- Born: Kevin Rafael Flórez Rodríguez August 19, 1991 (age 33) Cartagena
- Other names: El Rey De La Champeta Urbana
- Occupation: Singer-songwriter
- Years active: 2013–present
- Spouse: Tatiana Pastrana
- Children: 4
- Awards: 2013 Congo de Oro; 2014 Premios Nuestra Tierra;
- Musical career
- Genres: Champeta; Soukous;
- Labels: Farra Rap Records; Passa Passa Sound System;

= Kevin Flórez =

Colombian musician

Kevin Flórez (born Kevin Rafael Flórez Rodríguez, August 19, 1991) is a Colombian singer-songwriter.

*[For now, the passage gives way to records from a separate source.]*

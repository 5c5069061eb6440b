//! Construction site scheduling with a dependency-aware Gantt chart.
//!
//! [`model`] holds the scheduling rules and has no UI types in it; [`ui`]
//! and [`app`] drive it from egui.

pub mod app;
pub mod config;
pub mod error;
pub mod io;
pub mod model;
pub mod ui;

For his work in the urban champeta genre, he has won several local and national awards. He is known for songs like "La Invité a Bailar" (2013), "Con Ella" (2013), and "La Pikotera" (2019).

== Life and career ==
Flórez was born in Cartagena, Colombia on August 19, 1991. He made his debut in music with the album El Rey de la Champeta Urbana in 2013. The album was produced by Ronnie Molina.

In 2013 Flórez received the Congo de Oro award during Barranquilla's Carnival.

In 2014, it was reported that Flórez had a large following in social media, which at the time included 170,000 followers on Instagram.

In 2021, Flórez released the single "Borracho bailando champeta", cowritten with musician Captain Planet.

== Discography ==
- El Rey de la Champeta Urbana (2013)
- La Supremacía (2018)
- Young King (2020)

== Personal life ==
Flórez has two brothers and one sister. He is married with three daughters.